Most of what he says is unclear or gives the listener too little information.

He becomes an "effective communicator" and learns "concepts" (not skills) through relationships.

Relationships address his learning style.

Here is a recent conversation. between he and I:

David: "Om, ingerale"
Me: "Om, ingerale?"
David: "ingerale"
Me: "Mommy does not know what you said." (integrated with sign language to support his understanding)
David: "ingerale" (pointing)
Me: "GINGER ALE?"
David: "yea"
Me: "you want ginger ale?"
David: "Ranjuice"
Me: "You want Orange Juice with Ginger Ale?" (Sign language integrated)
David: "YAH, from Walmart"
Me: "David, your talking about Walmart..............but we were talking about a drink." (sign integrated)
Me: "David, tell Mom you want Ginger Ale with Orange Juice." (sign language integrated)

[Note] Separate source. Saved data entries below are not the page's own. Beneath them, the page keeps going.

// src/catalog/store.rs - In-memory catalog store

//! The storage boundary the UI talks to. Products live behind one lock;
//! seller-side edits go through `update_product`-style patches, and variant
//! name edits cascade to child variant records. A real deployment would put
//! a hosted backend behind `CatalogSource`; the demo ships the seeded mock.

use std::collections::HashMap;

use async_trait::async_trait;
use once_cell::sync::Lazy;
use parking_lot::RwLock;
use serde::{Deserialize, Serialize};
use uuid::Uuid;

use crate::catalog::mock;
use crate::catalog::product::Product;
use crate::catalog::template::VariantTemplate;
use crate::catalog::variant::{Variant, VariantName};
use crate::error::{CatalogOperation, Error, Result};

static TEMPLATES: Lazy<HashMap<String, VariantTemplate>> = Lazy::new(|| {
    let smartphone = VariantTemplate::smartphone();
    HashMap::from([(smartphone.id.clone(), smartphone)])
});

/// Built-in variant template by id
pub fn template(id: &str) -> Option<&'static VariantTemplate> {
    TEMPLATES.get(id)
}

/// Partial update applied to a stored product; `None` fields are untouched
#[derive(Debug, Clone, Default, Serialize, Deserialize)]
pub struct ProductPatch {
    pub name: Option<String>,
    pub description: Option<String>,
    pub price: Option<f64>,
    pub discount_price: Option<Option<f64>>,
    pub images: Option<Vec<String>>,
    pub variants: Option<Vec<Variant>>,
    pub variant_names: Option<Vec<VariantName>>,
}

/// Async boundary to wherever products actually live
#[async_trait]
pub trait CatalogSource: Send + Sync {
    async fn load_products(&self) -> Result<Vec<Product>>;
}

/// Demo source backed by the seeded catalog
#[derive(Debug, Default)]
pub struct MockCatalogSource;

#[async_trait]
impl CatalogSource for MockCatalogSource {
    async fn load_products(&self) -> Result<Vec<Product>> {
        Ok(mock::demo_products())
    }
}

#[derive(Debug, Default)]
pub struct CatalogStore {
    products: RwLock<Vec<Product>>,
}

impl CatalogStore {
    pub fn new() -> Self {
        Self::default()
    }

    pub fn with_products(products: Vec<Product>) -> Self {
        Self {
            products: RwLock::new(products),
        }
    }

    /// Populates the store from a source, replacing current contents
    pub async fn load_from(&self, source: &dyn CatalogSource) -> Result<usize> {
        let products = source.load_products().await?;
        let count = products.len();
        *self.products.write() = products;
        tracing::info!(count, "catalog loaded");
        Ok(count)
    }

    pub fn len(&self) -> usize {
        self.products.read().len()
    }

    pub fn is_empty(&self) -> bool {
        self.products.read().is_empty()
    }

    pub fn products(&self) -> Vec<Product> {
        self.products.read().clone()
    }

    pub fn product(&self, id: &str) -> Option<Product> {
        self.products.read().iter().find(|p| p.id == id).cloned()
    }

    pub fn upsert(&self, product: Product) {
        let mut products = self.products.write();
        match products.iter_mut().find(|p| p.id == product.id) {
            Some(existing) => *existing = product,
            None => products.push(product),
        }
    }

    /// Applies a patch to a stored product, the persistence call seller
    /// edits funnel through
    pub fn update_product(&self, id: &str, patch: ProductPatch) -> Result<Product> {
        let mut products = self.products.write();
        let product = products.iter_mut().find(|p| p.id == id).ok_or_else(|| {
            Error::catalog(
                Some(id.to_string()),
                CatalogOperation::Patch,
                "product not found",
            )
        })?;

        if let Some(name) = patch.name {
            product.name = name;
        }
        if let Some(description) = patch.description {
            product.description = Some(description);
        }
        if let Some(price) = patch.price {
            product.price = price;
        }
        if let Some(discount_price) = patch.discount_price {
            product.discount_price = discount_price;
        }
        if let Some(images) = patch.images {
            product.images = images;
        }
        if let Some(variants) = patch.variants {
            product.variants = variants;
        }
        if let Some(variant_names) = patch.variant_names {
            product.variant_names = variant_names;
        }
        Ok(product.clone())
    }

    /// Seeds variant names from the product's template defaults. Products
    /// that already have variant names are left alone.
    pub fn seed_variant_names(&self, id: &str) -> Result<usize> {
        let mut products = self.products.write();
        let product = products.iter_mut().find(|p| p.id == id).ok_or_else(|| {
            Error::catalog(
                Some(id.to_string()),
                CatalogOperation::SeedVariantNames,
                "product not found",
            )
        })?;
        if !product.variant_names.is_empty() {
            return Ok(0);
        }
        let template = product
            .template_id
            .as_deref()
            .and_then(template)
            .ok_or_else(|| {
                Error::catalog(
                    Some(id.to_string()),
                    CatalogOperation::SeedVariantNames,
                    "product has no variant template",
                )
            })?;

        for seed in &template.default_variant_names {
            product.variant_names.push(VariantName {
                id: Uuid::new_v4().to_string(),
                name: seed.name.clone(),
                main_image: seed.image.clone(),
                image: None,
                stock: seed.stock,
                price: seed.price,
            });
        }
        Ok(template.default_variant_names.len())
    }

    /// Replaces a variant name record (seller edit of name/image/price/stock)
    pub fn update_variant_name(&self, id: &str, edited: VariantName) -> Result<()> {
        let mut products = self.products.write();
        let product = products.iter_mut().find(|p| p.id == id).ok_or_else(|| {
            Error::catalog(
                Some(id.to_string()),
                CatalogOperation::UpdateVariantName,
                "product not found",
            )
        })?;
        let slot = product
            .variant_names
            .iter_mut()
            .find(|vn| vn.id == edited.id)
            .ok_or_else(|| {
                Error::catalog(
                    Some(id.to_string()),
                    CatalogOperation::UpdateVariantName,
                    "variant name not found",
                )
            })?;
        *slot = edited;
        Ok(())
    }

    /// Deletes a variant name and cascades to every child variant record.
    /// Returns the number of cascaded variant deletions.
    pub fn delete_variant_name(&self, id: &str, variant_name_id: &str) -> Result<usize> {
        let mut products = self.products.write();
        let product = products.iter_mut().find(|p| p.id == id).ok_or_else(|| {
            Error::catalog(
                Some(id.to_string()),
                CatalogOperation::DeleteVariantName,
                "product not found",
            )
        })?;

        let before = product.variant_names.len();
        product.variant_names.retain(|vn| vn.id != variant_name_id);
        if product.variant_names.len() == before {
            return Err(Error::catalog(
                Some(id.to_string()),
                CatalogOperation::DeleteVariantName,
                "variant name not found",
            ));
        }

        let variants_before = product.variants.len();
        product
            .variants
            .retain(|v| v.variant_name_id != variant_name_id);
        Ok(variants_before - product.variants.len())
    }

    /// Regenerates every variant's SKU from the product's template
    pub fn regenerate_skus(&self, id: &str) -> Result<usize> {
        let mut products = self.products.write();
        let product = products.iter_mut().find(|p| p.id == id).ok_or_else(|| {
            Error::catalog(
                Some(id.to_string()),
                CatalogOperation::GenerateSku,
                "product not found",
            )
        })?;
        let template = product
            .template_id
            .as_deref()
            .and_then(template)
            .ok_or_else(|| {
                Error::catalog(
                    Some(id.to_string()),
                    CatalogOperation::GenerateSku,
                    "product has no variant template",
                )
            })?;

        let names: HashMap<String, String> = product
            .variant_names
            .iter()
            .map(|vn| (vn.id.clone(), vn.name.clone()))
            .collect();

        let mut updated = 0;
        for variant in &mut product.variants {
            let Some(parent) = names.get(&variant.variant_name_id) else {
                continue;
            };
            let sku = template.generate_sku(parent, |key| {
                variant.attributes.get(key).map(String::as_str)
            });
            variant.sku = Some(sku);
            updated += 1;
        }
        Ok(updated)
    }
}

#[cfg(test)]
mod tests {
    use super::*;

    fn store() -> CatalogStore {
        CatalogStore::with_products(mock::demo_products())
    }

    #[test]
    fn test_patch_updates_only_given_fields() {
        let store = store();
        let updated = store
            .update_product(
                "prod-aurora-x5",
                ProductPatch {
                    price: Some(589.0),
                    discount_price: Some(None),
                    ..Default::default()
                },
            )
            .unwrap();
        assert_eq!(updated.price, 589.0);
        assert_eq!(updated.discount_price, None);
        assert_eq!(updated.name, "Aurora X5");
    }

    #[test]
    fn test_patch_missing_product_errors() {
        let store = store();
        assert!(store.update_product("nope", ProductPatch::default()).is_err());
    }

    #[test]
    fn test_delete_variant_name_cascades() {
        let store = store();
        let removed = store.delete_variant_name("prod-aurora-x5", "c-red").unwrap();
        assert_eq!(removed, 3);

        let product = store.product("prod-aurora-x5").unwrap();
        assert!(product.variant_name("c-red").is_none());
        assert!(product.variants.iter().all(|v| v.variant_name_id != "c-red"));
        // siblings untouched
        assert_eq!(product.variants_of("c-blue").count(), 2);
    }

    #[test]
    fn test_seed_variant_names_from_template() {
        let store = CatalogStore::with_products(vec![Product {
            variant_names: vec![],
            variants: vec![],
            ..mock::cascade_fixture()
        }]);
        let seeded = store.seed_variant_names("prod-aurora-x5").unwrap();
        assert_eq!(seeded, 2);

        // already-seeded products are not touched again
        assert_eq!(store.seed_variant_names("prod-aurora-x5").unwrap(), 0);

        let product = store.product("prod-aurora-x5").unwrap();
        assert_eq!(product.variant_names.len(), 2);
        assert_eq!(product.variant_names[0].name, "Midnight Black");
    }

    #[test]
    fn test_update_variant_name() {
        let store = store();
        let product = store.product("prod-aurora-x5").unwrap();
        let mut edited = product.variant_names[0].clone();
        edited.name = "Crimson".to_string();
        edited.stock = 99;

        store.update_variant_name("prod-aurora-x5", edited).unwrap();
        let product = store.product("prod-aurora-x5").unwrap();
        assert_eq!(product.variant_names[0].name, "Crimson");
        assert_eq!(product.variant_names[0].stock, 99);
    }

    #[test]
    fn test_regenerate_skus_uses_template_order() {
        let store = store();
        let updated = store.regenerate_skus("prod-aurora-x5").unwrap();
        assert_eq!(updated, 5);

        let product = store.product("prod-aurora-x5").unwrap();
        let red64 = product.variants.iter().find(|v| v.id == "v-red-64-unl").unwrap();
        assert_eq!(
            red64.sku.as_deref(),
            Some("PHN-RED-64GB-UNLOCKED-BRAND-NEW")
        );
    }

    #[tokio::test]
    async fn test_load_from_mock_source() {
        let store = CatalogStore::new();
        let count = store.load_from(&MockCatalogSource).await.unwrap();
        assert_eq!(count, 3);
        assert!(store.product("prod-pulse-buds").is_some());
    }
}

In this example my goal is to retrain his "Jargon Speech".
I want to keep the conversation going, I avoid questions and use what he says to build understanding between us and indirectly teach him to hear what he says.
I want him to benefit from what he knows and can do.

His goal is to "correct what others think he said".

His goal is not to "stay on topic", because we want him to be successful.

When his sounds and actions are given meaning through relationships, he is successful and shows us what he knows and thinks.

Tuesday, November 10, 2009

Oh, the Possibilities.

I have often felt that visuals supports help my son with Down Syndrome think and learn.

While attending the Dallas Down Syndrome Guild's Fall Conference, September 2008, I learned to shift from using visuals that make sense to me (and other adults) to making visuals that facilitate his understanding.

The presenters were Lynn Campbell, CCC-SLP and Sidney Crim, CCC-SLP and the session was "Strategies to Improve Reading and Behavior". The theory behind the "intervention" is Semantic Language Learning.

I started using the strategies immediately, and over the past year he has improved his "use" of language by learning concepts that underlie functional reading, writing, thinking, viewing, listening, speaking, and calculating.

First, we "wrote what he said" (scribing with a white board); it helps him hear what he says.
Then, we implemented the use of "cartoons", with "thought" and "speech bubbles" to define himself and others in a specific space and time.
Third, we conversed about pictures. The types of pictures needed were pictures of people in activities he could relate to.
He was learning to "see" people in relationship to himself in a variety of events pictured.
And after he learned to "converse" (no questions) about these drawings and pictures, we started "writing" "text to self statements" (agent, action, objects).
Then adding to the text, an action or description word.

I started to see, the layers for learning oppurtunities are endless.
He needs a variety of relationship understanding to be successful.

From conversing and scribing we moved onto "drawing" the "visual symbol" associated with
content words.

Today he is learning,
*color coding and self correcting strategies in word morphology games and activities.
*to work independently and in peer groups with a variety of visual supports that facilitate his neurological development.
*to complete statements about text read.

No matter where my son is placed, he needs visual supports. Learning in a segregated environment is not any easier and learning life skills does not facilitate his functional learning.

I believe we can learn so much about ourselves from these lifelong relationships with our children. I hope you will join me and share.